Chennai, July 31: The central government has initiated a project for “hazard line mapping” to assess the danger posed by tsunamis while planning development activities along the country’s coastal areas.
The initiative includes “demarcation of a hazard line” covering India’s entire coast, “taking into account the waves, tides, sea-level rise, flooding and elevation”, said Union environment and forests minister A. Raja.
Plans for development activities, including settlements for local communities, would be prepared based on the hazard line, the minister said, while inaugurating an international conference on tsunami disaster management and coastal development. Ecologically sensitive areas will be accorded high priority and plans for their conservation will be drawn up.
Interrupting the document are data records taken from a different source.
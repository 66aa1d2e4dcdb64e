//! `cond probe`: one pressure sample and the tier it maps to

use anyhow::{bail, Context, Result};
use conductor_config::ObserveConfig;
use conductor_observe::ObserveContext;
use serde_json::json;

pub async fn execute(config: ObserveConfig, format: String) -> Result<()> {
    let ctx = ObserveContext::builder(config)
        .build()
        .context("failed to set up logging")?;
    let (ratio, level) = ctx.probe();
    let status = ctx.controller().status();

    match format.as_str() {
        "json" => {
            let report = json!({
                "source": ctx.monitor().source_name(),
                "pressure": ratio,
                "failures": ctx.monitor().failures(),
                "tier": status,
            });
            println!("{}", serde_json::to_string_pretty(&report)?);
        }
        "text" => {
            println!(
                "pressure {:.4} ({}) -> tier {} ({})",
                ratio,
                ctx.monitor().source_name(),
                level.as_u8(),
                level.name()
            );
            println!("features: {}", status.features.join(", "));
            let thresholds = ctx.controller().settings().thresholds;
            println!(
                "thresholds: {:.3} / {:.3} / {:.3}",
                thresholds[0], thresholds[1], thresholds[2]
            );
        }
        other => bail!("unknown format {other:?} (expected text or json)"),
    }
    Ok(())
}
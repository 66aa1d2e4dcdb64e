//! Secret masking for anything that reaches a session file or an exported
//! correlation context.

use once_cell::sync::Lazy;
use regex::Regex;
use serde_json::{Map, Value};
use std::borrow::Cow;

pub const REDACTED: &str = "[REDACTED]";

static SENSITIVE_KEY: Lazy<Regex> = Lazy::new(|| {
    Regex::new(
        r"(?i)(password|passwd|secret|token|api[_-]?key|authorization|cookie|credential|private[_-]?key)",
    )
    .unwrap_or_else(|e| panic!("invalid sensitive key pattern: {e}"))
});

static BEARER: Lazy<Regex> = Lazy::new(|| {
    Regex::new(r"(?i)\b(bearer)\s+[A-Za-z0-9._~+/=-]+")
        .unwrap_or_else(|e| panic!("invalid bearer pattern: {e}"))
});

static KEY_ASSIGNMENT: Lazy<Regex> = Lazy::new(|| {
    Regex::new(r"(?i)\b(password|passwd|secret|token|api[_-]?key)\s*([=:])\s*[^\s,;&]+")
        .unwrap_or_else(|e| panic!("invalid assignment pattern: {e}"))
});

static PREFIXED_KEY: Lazy<Regex> = Lazy::new(|| {
    Regex::new(r"\b(?:sk|pk|ghp|gho|xox[abp])[-_][A-Za-z0-9_-]{8,}")
        .unwrap_or_else(|e| panic!("invalid key pattern: {e}"))
});

/// Whether a structured field name looks like it holds a secret
pub fn is_sensitive_key(key: &str) -> bool {
    SENSITIVE_KEY.is_match(key)
}

/// Mask secrets embedded in free text
pub fn redact_text(text: &str) -> Cow<'_, str> {
    let mut out = Cow::Borrowed(text);
    if BEARER.is_match(&out) {
        out = Cow::Owned(BEARER.replace_all(&out, "$1 [REDACTED]").into_owned());
    }
    if KEY_ASSIGNMENT.is_match(&out) {
        out = Cow::Owned(
            KEY_ASSIGNMENT
                .replace_all(&out, "$1$2[REDACTED]")
                .into_owned(),
        );
    }
    if PREFIXED_KEY.is_match(&out) {
        out = Cow::Owned(PREFIXED_KEY.replace_all(&out, REDACTED).into_owned());
    }
    out
}

/// Recursively mask sensitive fields and secret-looking strings
pub fn redact_value(value: &Value) -> Value {
    match value {
        Value::Object(map) => {
            let mut out = Map::with_capacity(map.len());
            for (key, inner) in map {
                let masked = if is_sensitive_key(key) {
                    Value::String(REDACTED.to_string())
                } else {
                    redact_value(inner)
                };
                out.insert(key.clone(), masked);
            }
            Value::Object(out)
        }
        Value::Array(items) => Value::Array(items.iter().map(redact_value).collect()),
        Value::String(s) => Value::String(redact_text(s).into_owned()),
        other => other.clone(),
    }
}
//! Resolve the effective configuration: file, environment, then flags

use anyhow::{Context, Result};
use conductor_config::{ConfigLoader, ObserveConfig};

use crate::cli::Cli;

pub fn load(cli: &Cli) -> Result<ObserveConfig> {
    let mut loader = ConfigLoader::new();
    if let Some(path) = &cli.config {
        loader = loader.with_file(path);
    }
    let mut config = loader.load().context("failed to load configuration")?;
    apply_flags(&mut config, cli);
    config.validate().context("invalid configuration")?;
    Ok(config)
}

fn apply_flags(config: &mut ObserveConfig, cli: &Cli) {
    if let Some(dir) = &cli.log_dir {
        config.root_dir = dir.clone();
    }
    if let Some(color) = cli.color {
        config.output.color = color.into();
    }
}
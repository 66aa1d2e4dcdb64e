//! Originating component of a log record
//!
//! The set of components is closed. Per-component behavior lives in a
//! static table indexed by the enum, so adding a component means adding
//! one variant and one table row.

use serde::{Deserialize, Serialize};
use std::fmt;

#[derive(Debug, Clone, Copy, Default, PartialEq, Eq, Hash, Serialize, Deserialize)]
#[serde(rename_all = "lowercase")]
pub enum Component {
    Monitor,
    Tier,
    Session,
    Correlation,
    Guard,
    Output,
    Protocol,
    /// The command being run; default for facade calls
    #[default]
    Command,
}

/// Static properties of a component
#[derive(Debug)]
pub struct ComponentInfo {
    /// Tag written to the `component=` field of a record line
    pub tag: &'static str,
    /// Informational lines stay visible under minimal logging
    pub essential: bool,
}

const COMPONENT_TABLE: [ComponentInfo; 8] = [
    ComponentInfo {
        tag: "monitor",
        essential: false,
    },
    ComponentInfo {
        tag: "tier",
        essential: true,
    },
    ComponentInfo {
        tag: "session",
        essential: false,
    },
    ComponentInfo {
        tag: "correlation",
        essential: false,
    },
    ComponentInfo {
        tag: "guard",
        essential: false,
    },
    ComponentInfo {
        tag: "output",
        essential: true,
    },
    ComponentInfo {
        tag: "protocol",
        essential: false,
    },
    ComponentInfo {
        tag: "command",
        essential: true,
    },
];

impl Component {
    pub const ALL: [Component; 8] = [
        Component::Monitor,
        Component::Tier,
        Component::Session,
        Component::Correlation,
        Component::Guard,
        Component::Output,
        Component::Protocol,
        Component::Command,
    ];

    const fn index(self) -> usize {
        match self {
            Component::Monitor => 0,
            Component::Tier => 1,
            Component::Session => 2,
            Component::Correlation => 3,
            Component::Guard => 4,
            Component::Output => 5,
            Component::Protocol => 6,
            Component::Command => 7,
        }
    }

    pub fn info(self) -> &'static ComponentInfo {
        &COMPONENT_TABLE[self.index()]
    }

    pub fn tag(self) -> &'static str {
        self.info().tag
    }

    pub fn is_essential(self) -> bool {
        self.info().essential
    }
}

impl fmt::Display for Component {
    fn fmt(&self, f: &mut fmt::Formatter<'_>) -> fmt::Result {
        f.write_str(self.tag())
    }
}

impl std::str::FromStr for Component {
    type Err = String;

    fn from_str(s: &str) -> Result<Self, Self::Err> {
        Component::ALL
            .into_iter()
            .find(|c| c.tag() == s)
            .ok_or_else(|| format!("unknown component: {s}"))
    }
}
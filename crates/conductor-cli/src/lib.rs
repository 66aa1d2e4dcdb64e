//! Conductor CLI library
//!
//! The `cond` binary is a thin command dispatcher: it builds one
//! [`conductor_observe::ObserveContext`] per process, hands the command name
//! and session id to it, and routes protocol traffic through a
//! [`conductor_observe::ProtocolChannel`] it owns separately.

pub mod cli;
pub mod commands;
pub mod config;

use conductor_observe::ObserveError;

/// Exit code for a write that would have corrupted the protocol stream
pub const EXIT_PROTOCOL_VIOLATION: u8 = 70;

/// Exit code after SIGINT/SIGTERM, once sessions are flushed
pub const EXIT_INTERRUPTED: u8 = 130;

/// A command stopped early by a termination signal
#[derive(Debug, thiserror::Error)]
#[error("interrupted by {0}")]
pub struct Interrupted(pub &'static str);

/// Whether `err` is a clean stop after a termination signal
pub fn is_interrupted(err: &anyhow::Error) -> bool {
    err.downcast_ref::<Interrupted>().is_some()
}

/// Whether `err` was caused by a protocol compliance violation
pub fn is_protocol_violation(err: &anyhow::Error) -> bool {
    err.chain().any(|cause| {
        matches!(
            cause.downcast_ref::<ObserveError>(),
            Some(ObserveError::ProtocolComplianceViolation(_))
        )
    })
}

#[cfg(test)]
mod tests {
    use super::*;
    use anyhow::Context;

    #[test]
    fn test_detects_wrapped_violation() {
        let err: anyhow::Result<()> =
            Err(ObserveError::ProtocolComplianceViolation("stray bytes".into()))
                .context("serving stdio");
        assert!(is_protocol_violation(&err.unwrap_err()));

        let other = anyhow::anyhow!("disk full");
        assert!(!is_protocol_violation(&other));
    }

    #[test]
    fn test_detects_interrupt() {
        let err = anyhow::Error::new(Interrupted("SIGTERM"));
        assert!(is_interrupted(&err));
        assert_eq!(err.to_string(), "interrupted by SIGTERM");
        assert!(!is_interrupted(&anyhow::anyhow!("disk full")));
    }
}
//! `cond serve`: stdio JSON-RPC host
//!
//! stdout belongs to the [`ProtocolChannel`]; human output is moved to
//! stderr before the context is built. Every message is correlated, and the
//! exchange is logged to the session file, never to stdout.

use anyhow::{Context, Result};
use conductor_config::{HumanStream, ObserveConfig};
use conductor_observe::{
    Component, CorrelationId, Level, LogMeta, ObserveContext, ProtocolChannel, ProtocolMessage,
};
use serde_json::{json, Value};
use std::io::Write;
use tokio::io::{AsyncBufRead, AsyncBufReadExt, BufReader};
use tracing::debug;

use crate::Interrupted;

pub const PARSE_ERROR: i64 = -32700;
pub const INVALID_REQUEST: i64 = -32600;
pub const METHOD_NOT_FOUND: i64 = -32601;

/// Counts for one serve loop
#[derive(Debug, Default, Clone, PartialEq, Eq)]
pub struct ServeSummary {
    pub received: u64,
    pub replied: u64,
    pub rejected: u64,
}

pub async fn execute(mut config: ObserveConfig) -> Result<()> {
    config.output.human_stream = HumanStream::Stderr;
    let ctx = ObserveContext::builder(config)
        .build()
        .context("failed to set up logging")?;
    ctx.start_background();
    ctx.begin_command("serve", None)?;

    let channel = ProtocolChannel::new(std::io::stdout());
    let outcome = tokio::select! {
        result = serve(&ctx, BufReader::new(tokio::io::stdin()), &channel) => result.map(Some),
        signal = super::shutdown_signal() => {
            ctx.output().warning(
                format!("received {signal}, flushing sessions"),
                LogMeta::component(Component::Command),
            );
            Err(Interrupted(signal).into())
        }
    };

    ctx.finish_command().await;
    ctx.shutdown().await;
    if let Some(summary) = outcome? {
        debug!(?summary, "stdio session ended");
    }
    Ok(())
}

/// Answer requests from `input` until EOF
///
/// Returns early only when the channel reports a protocol violation.
pub async fn serve<R, W>(
    ctx: &ObserveContext,
    input: R,
    channel: &ProtocolChannel<W>,
) -> Result<ServeSummary>
where
    R: AsyncBufRead + Unpin,
    W: Write + Send,
{
    let mut summary = ServeSummary::default();
    let mut lines = input.lines();
    while let Some(line) = lines.next_line().await.context("failed to read stdin")? {
        if line.trim().is_empty() {
            continue;
        }
        summary.received += 1;
        let Some(reply) = handle_line(ctx, &line, &mut summary) else {
            continue;
        };
        ctx.tracer().wrap_outbound(&reply, None);
        channel.send(&reply).context("protocol channel closed")?;
        summary.replied += 1;
    }
    Ok(summary)
}

fn handle_line(ctx: &ObserveContext, line: &str, summary: &mut ServeSummary) -> Option<ProtocolMessage> {
    let out = ctx.output();
    let meta = LogMeta::component(Component::Protocol);

    let message: ProtocolMessage = match serde_json::from_str(line) {
        Ok(message) => message,
        Err(e) => {
            summary.rejected += 1;
            out.warning(format!("unparseable message: {e}"), meta);
            return Some(ProtocolMessage::error_response(Value::Null, PARSE_ERROR, "Parse error"));
        }
    };
    if let Err(reason) = message.validate() {
        summary.rejected += 1;
        out.warning(format!("invalid request: {reason}"), meta);
        let id = match message.id {
            Some(id @ (Value::Number(_) | Value::String(_))) => id,
            _ => Value::Null,
        };
        return Some(ProtocolMessage::error_response(id, INVALID_REQUEST, "Invalid Request"));
    }

    let correlation = ctx.tracer().wrap_inbound(&message);
    let meta = meta.with_correlation(correlation.clone());

    if message.is_response() {
        out.debug_session(Level::Debug, "ignoring client response", meta);
        return None;
    }

    let method = message.method.clone().unwrap_or_default();
    out.info(format!("← {method}"), meta.clone().with_payload(json!({ "params": message.params })));

    // Notifications get no reply
    let id = message.id.clone()?;
    let reply = dispatch(ctx, &method, message.params.clone(), id, &correlation);
    let outcome = if reply.error.is_some() { Level::Warning } else { Level::Info };
    out.log(outcome, &format!("→ {method}"), meta);
    Some(reply)
}

fn dispatch(
    ctx: &ObserveContext,
    method: &str,
    params: Option<Value>,
    id: Value,
    correlation: &CorrelationId,
) -> ProtocolMessage {
    match method {
        "ping" => ProtocolMessage::response(id, json!("pong")),
        "echo" => ProtocolMessage::response(id, params.unwrap_or(Value::Null)),
        "status" => {
            let status = serde_json::to_value(ctx.controller().status()).unwrap_or(Value::Null);
            ProtocolMessage::response(
                id,
                json!({ "tier": status, "correlation": ctx.tracer().export(correlation) }),
            )
        }
        other => ProtocolMessage::error_response(
            id,
            METHOD_NOT_FOUND,
            format!("Method not found: {other}"),
        ),
    }
}
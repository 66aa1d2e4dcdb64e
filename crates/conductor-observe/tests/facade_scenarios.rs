//! End-to-end behavior of the output facade under different tiers and disks

mod common;

use common::{context_with, FailingStore, ScriptedMemory, StalledStore};
use conductor_observe::{load_session, FailureClass, LogMeta, SegmentStore, SessionId, TierLevel};
use std::sync::atomic::Ordering;
use std::sync::Arc;
use std::time::{Duration, Instant};
use tempfile::TempDir;

#[tokio::test]
async fn test_init_session_at_normal_pressure() {
    let dir = TempDir::new().unwrap();
    let (ctx, human) = context_with(
        common::config(&dir),
        Arc::new(ScriptedMemory::fixed(0.80)),
        None,
    );
    assert_eq!(ctx.probe().1, TierLevel::Normal);

    let id = ctx
        .begin_command("init", Some(SessionId::parse("init").unwrap()))
        .unwrap();
    for step in ["reading config", "creating layout", "writing manifest"] {
        ctx.output().info(step, LogMeta::new());
    }
    let session = ctx.finish_command().await.unwrap();
    assert_eq!(session.records_written, 3);

    let records = load_session(dir.path(), "init", &id).await.unwrap();
    assert_eq!(records.len(), 3);
    assert_eq!(records[2].message(), "writing manifest");
    assert_eq!(human.lines().len(), 3);
}

#[tokio::test]
async fn test_init_session_at_critical_pressure() {
    let dir = TempDir::new().unwrap();
    let (ctx, human) = context_with(
        common::config(&dir),
        Arc::new(ScriptedMemory::fixed(0.995)),
        None,
    );
    assert_eq!(ctx.probe().1, TierLevel::Critical);
    let notices = human.lines().len();
    assert_eq!(notices, 1);
    assert!(human.lines()[0].starts_with("WARN emergency tier 0 -> 3"));

    let id = ctx
        .begin_command("init", Some(SessionId::parse("init").unwrap()))
        .unwrap();
    for step in ["reading config", "creating layout", "writing manifest"] {
        ctx.output().info(step, LogMeta::new());
    }
    let session = ctx.finish_command().await.unwrap();
    assert_eq!(session.records_written, 0);

    let lines = human.lines();
    assert_eq!(lines.len() - notices, 3);
    assert_eq!(lines[notices], "INFO reading config");
    assert!(load_session(dir.path(), "init", &id).await.unwrap().is_empty());
}

#[tokio::test(flavor = "multi_thread", worker_threads = 2)]
async fn test_failing_disk_warns_once() {
    let dir = TempDir::new().unwrap();
    let store = Arc::new(FailingStore::default());
    let (ctx, human) = context_with(
        common::config(&dir),
        Arc::new(ScriptedMemory::fixed(0.5)),
        Some(store.clone() as Arc<dyn SegmentStore>),
    );
    ctx.begin_command("build", None).unwrap();

    ctx.output().info("first", LogMeta::new());
    // Let the writer hit the disk at least once
    let deadline = Instant::now() + Duration::from_secs(5);
    while !ctx.sessions().is_disabled() && Instant::now() < deadline {
        tokio::time::sleep(Duration::from_millis(10)).await;
    }
    assert!(ctx.sessions().is_disabled());

    for i in 0..1000 {
        ctx.output().info(format!("step {i}"), LogMeta::new());
    }
    ctx.finish_command().await;

    let warnings = human
        .lines()
        .into_iter()
        .filter(|l| l.contains("session logging disabled"))
        .count();
    assert_eq!(warnings, 1);
    assert_eq!(ctx.ledger().count(FailureClass::SessionWrite), 1);
    assert_eq!(store.calls.load(Ordering::SeqCst), 1);
}

#[tokio::test(flavor = "multi_thread", worker_threads = 2)]
async fn test_stalled_disk_does_not_block_callers() {
    let dir = TempDir::new().unwrap();
    let mut config = common::config(&dir);
    config.session.shutdown_timeout_ms = 100;
    let store = Arc::new(StalledStore::default());
    let (ctx, human) = context_with(
        config,
        Arc::new(ScriptedMemory::fixed(0.5)),
        Some(store.clone() as Arc<dyn SegmentStore>),
    );
    ctx.begin_command("build", None).unwrap();

    let mut slowest = Duration::ZERO;
    for i in 0..2_000 {
        let started = Instant::now();
        ctx.output().info(format!("step {i}"), LogMeta::new());
        slowest = slowest.max(started.elapsed());
    }
    assert!(slowest < Duration::from_millis(10), "slowest call took {slowest:?}");
    assert_eq!(human.lines().len(), 2_000);

    let started = Instant::now();
    let report = ctx.shutdown().await;
    assert!(started.elapsed() < Duration::from_secs(1));
    assert_eq!(report.sessions, 1);
    // Queued records and the batch stuck in the store are both counted
    assert_eq!(report.dropped_records(), 2_000);
    assert!(store.calls.load(Ordering::SeqCst) >= 1);
}

#[tokio::test]
async fn test_redacted_payload_on_disk() {
    let dir = TempDir::new().unwrap();
    let (ctx, _human) = context_with(
        common::config(&dir),
        Arc::new(ScriptedMemory::fixed(0.5)),
        None,
    );
    let id = ctx.begin_command("login", None).unwrap();
    ctx.output().info(
        "authenticated",
        LogMeta::new().with_payload(serde_json::json!({"user": "ana", "password": "hunter2"})),
    );
    ctx.finish_command().await;

    let records = load_session(dir.path(), "login", &id).await.unwrap();
    let payload = records[0].payload().unwrap();
    assert_eq!(payload["user"], "ana");
    assert_eq!(payload["password"], "[REDACTED]");
}
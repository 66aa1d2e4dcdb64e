//! Human-readable line sink
//!
//! Lines are written whole and flushed immediately. A failing writer is
//! counted and otherwise ignored: the human stream is best effort and
//! never reports errors back into logging calls.

use colored::Colorize;
use conductor_config::{ColorMode, HumanStream};
use parking_lot::Mutex;
use std::io::{self, IsTerminal, Write};
use std::sync::atomic::{AtomicBool, AtomicU64, Ordering};

use crate::record::Level;

/// Glyph prefixed to a line of the given level
pub fn glyph(level: Level) -> &'static str {
    match level {
        Level::Debug => "·",
        Level::Info => "ℹ",
        Level::Success => "✓",
        Level::Warning => "⚠",
        Level::Error => "✗",
    }
}

/// Rendering of a single human line
#[derive(Debug, Clone, Copy, PartialEq, Eq)]
pub enum LineStyle {
    /// Glyph, optional color, optional correlation suffix
    Rich,
    /// `LEVEL message`, nothing else
    Plain,
}

pub struct HumanSink {
    writer: Mutex<Box<dyn Write + Send>>,
    color: bool,
    /// Console-only mode: notices render plain too
    plain: AtomicBool,
    lines: AtomicU64,
    failures: AtomicU64,
}

impl HumanSink {
    pub fn new(writer: Box<dyn Write + Send>, color: bool) -> Self {
        Self {
            writer: Mutex::new(writer),
            color,
            plain: AtomicBool::new(false),
            lines: AtomicU64::new(0),
            failures: AtomicU64::new(0),
        }
    }

    /// Sink on the configured process stream
    pub fn for_stream(stream: HumanStream, mode: ColorMode) -> Self {
        match stream {
            HumanStream::Stdout => {
                let tty = io::stdout().is_terminal();
                Self::new(Box::new(io::stdout()), resolve_color(mode, tty))
            }
            HumanStream::Stderr => {
                let tty = io::stderr().is_terminal();
                Self::new(Box::new(io::stderr()), resolve_color(mode, tty))
            }
        }
    }

    pub fn color_enabled(&self) -> bool {
        self.color
    }

    /// Write a leveled line
    pub fn line(&self, level: Level, message: &str, suffix: Option<&str>, style: LineStyle) {
        let text = match style {
            LineStyle::Plain => format!("{} {message}", level.tag()),
            LineStyle::Rich => {
                let glyph = if self.color {
                    paint(level, glyph(level))
                } else {
                    glyph(level).to_string()
                };
                match suffix {
                    Some(corr) if self.color => {
                        format!("{glyph} {message} {}", format!("[{corr}]").dimmed())
                    }
                    Some(corr) => format!("{glyph} {message} [{corr}]"),
                    None => format!("{glyph} {message}"),
                }
            }
        };
        self.write_line(&text);
    }

    pub fn set_plain(&self, plain: bool) {
        self.plain.store(plain, Ordering::Release);
    }

    /// Style for lines that do not pick their own
    pub fn style(&self) -> LineStyle {
        if self.plain.load(Ordering::Acquire) {
            LineStyle::Plain
        } else {
            LineStyle::Rich
        }
    }

    /// Warning-level operator notice (tier changes, aggregated failures)
    pub fn notice(&self, message: &str) {
        self.line(Level::Warning, message, None, self.style());
    }

    /// Write `text` followed by a newline, then flush
    pub fn write_line(&self, text: &str) {
        let mut writer = self.writer.lock();
        let result = writer
            .write_all(text.as_bytes())
            .and_then(|()| writer.write_all(b"\n"))
            .and_then(|()| writer.flush());
        match result {
            Ok(()) => {
                self.lines.fetch_add(1, Ordering::Relaxed);
            }
            Err(_) => {
                self.failures.fetch_add(1, Ordering::Relaxed);
            }
        }
    }

    pub fn lines_written(&self) -> u64 {
        self.lines.load(Ordering::Relaxed)
    }

    pub fn write_failures(&self) -> u64 {
        self.failures.load(Ordering::Relaxed)
    }
}

impl std::fmt::Debug for HumanSink {
    fn fmt(&self, f: &mut std::fmt::Formatter<'_>) -> std::fmt::Result {
        f.debug_struct("HumanSink")
            .field("color", &self.color)
            .field("lines", &self.lines_written())
            .finish_non_exhaustive()
    }
}

/// Decide whether to color, given the mode and whether the stream is a tty
pub fn resolve_color(mode: ColorMode, is_terminal: bool) -> bool {
    match mode {
        ColorMode::Always => true,
        ColorMode::Never => false,
        ColorMode::Auto => is_terminal,
    }
}

fn paint(level: Level, text: &str) -> String {
    match level {
        Level::Debug => text.dimmed().to_string(),
        Level::Info => text.blue().to_string(),
        Level::Success => text.green().to_string(),
        Level::Warning => text.yellow().to_string(),
        Level::Error => text.red().to_string(),
    }
}
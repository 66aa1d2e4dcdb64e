//! `cond run`: one command invocation with progress and a session log

use anyhow::{Context, Result};
use conductor_config::ObserveConfig;
use conductor_observe::{
    Component, Level, LogMeta, ObserveContext, OperationId, OperationOutcome, SessionId,
};
use serde_json::json;
use std::time::Duration;
use tracing::debug;

use crate::Interrupted;

pub async fn execute(
    config: ObserveConfig,
    command: String,
    steps: u64,
    delay_ms: u64,
    session: Option<String>,
) -> Result<()> {
    let session = session
        .as_deref()
        .map(SessionId::parse)
        .transpose()
        .context("invalid --session")?;

    let ctx = ObserveContext::builder(config)
        .build()
        .context("failed to set up logging")?;
    ctx.start_background();

    let id = ctx
        .begin_command(&command, session)
        .with_context(|| format!("cannot start session for {command:?}"))?;
    debug!(session_id = %id, command, steps, "running command");

    let out = ctx.output();
    out.info(format!("{command}: session {id}"), LogMeta::new());

    let op = out.start_operation(&command, Some(steps), LogMeta::new());
    let interrupted = tokio::select! {
        _ = run_steps(&ctx, &op, steps, delay_ms) => None,
        signal = super::shutdown_signal() => Some(signal),
    };
    let outcome = match interrupted {
        None => OperationOutcome::Succeeded,
        Some(signal) => {
            out.warning(
                format!("received {signal}, flushing session"),
                LogMeta::component(Component::Command),
            );
            OperationOutcome::Failed
        }
    };
    out.complete_operation(&op, outcome, LogMeta::new());

    if let Some(session) = ctx.finish_command().await {
        if session.records_written > 0 {
            out.info(
                format!("session log: {}", session.path.display()),
                LogMeta::component(Component::Session),
            );
        }
    }

    let report = ctx.shutdown().await;
    if report.dropped_records() > 0 {
        out.warning(
            format!("{} session records dropped at shutdown", report.dropped_records()),
            LogMeta::new(),
        );
    }
    match interrupted {
        Some(signal) => Err(Interrupted(signal).into()),
        None => Ok(()),
    }
}

async fn run_steps(ctx: &ObserveContext, op: &OperationId, steps: u64, delay_ms: u64) {
    let out = ctx.output();
    for step in 1..=steps {
        out.debug_session(
            Level::Debug,
            format!("step {step} of {steps}"),
            LogMeta::new().with_payload(json!({ "step": step, "of": steps })),
        );
        out.update_progress(op, step, None);
        if delay_ms > 0 {
            tokio::time::sleep(Duration::from_millis(delay_ms)).await;
        }
    }
}
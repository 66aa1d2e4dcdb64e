pub mod probe;
pub mod run;
pub mod serve;
pub mod sessions;

use tokio::signal;
use tracing::warn;

/// Resolves with the signal name on SIGINT, or SIGTERM on unix
///
/// A handler that cannot be installed never fires.
pub async fn shutdown_signal() -> &'static str {
    let ctrl_c = async {
        match signal::ctrl_c().await {
            Ok(()) => "SIGINT",
            Err(e) => {
                warn!(error = %e, "failed to install ctrl-c handler");
                std::future::pending().await
            }
        }
    };

    #[cfg(unix)]
    let term = async {
        match signal::unix::signal(signal::unix::SignalKind::terminate()) {
            Ok(mut sig) => {
                sig.recv().await;
                "SIGTERM"
            }
            Err(e) => {
                warn!(error = %e, "failed to install SIGTERM handler");
                std::future::pending().await
            }
        }
    };
    #[cfg(not(unix))]
    let term = std::future::pending::<&'static str>();

    tokio::select! {
        name = ctrl_c => name,
        name = term => name,
    }
}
The initiative is part of a “new approach to coastal zone management” to be adopted by the central government on the lines of recommendations by a committee formed to review the Coastal Zone Regulation Notification of 1991. The government has accepted the report submitted by the panel headed by agriculture scientist M.S. Swaminathan, the minister said at the conference organised by the Madras Development Society.
The environment and forest ministry had also carried out a “rapid assessment” of the ecological damage/change caused by the tsunami using satellite imagery, Raja said. It proposes to undertake detailed studies and implementation of programmes.
The initial study has revealed that the Andaman and Nicobar Islands have been the worst affected, with about 4,000 hectares of mangroves lost and 8,000 hectares badly damaged. Coral reefs have been damaged “either by deposition of debris and mud on the reefs or by physically being washed away”, Raja said. Most of the beaches in the Nicobar Islands ' the nesting sites of the endangered leatherback turtles ' have been washed away.
Recounting how the Japanese had overcome obstacles to tackle frequent tsunamis and shared experience with other countries, Japan’s consul-general in Chennai Yoshiaki Kodaki said his country was ready to cooperate with India to put up a Tsunami Early Warning System for the Indian Ocean region.
“We should not waste any more time and be prepared for the next tsunami.”
Prof S. Ramachandran, director of Anna University’s centre for ocean management, said the indigenous tsunami warning system for the Indian Ocean region being jointly developed by the departments of ocean development and space, will be known as the “Deep Ocean Assessment and Reporting of Tsunami System”. It will pick up noise signals of undersea turbulence and churning after an earthquake and transmit to receiving centres through satellite and was, he added.
Jaya Parthipan, member of the Malaysian Parliament, senior advocate R. Gandhi and president of the Madras Development Society V.R.S. Sampath dwelt on the themes of the two-day conference, organised with various central government ministries and NGOs’ including Oxfam.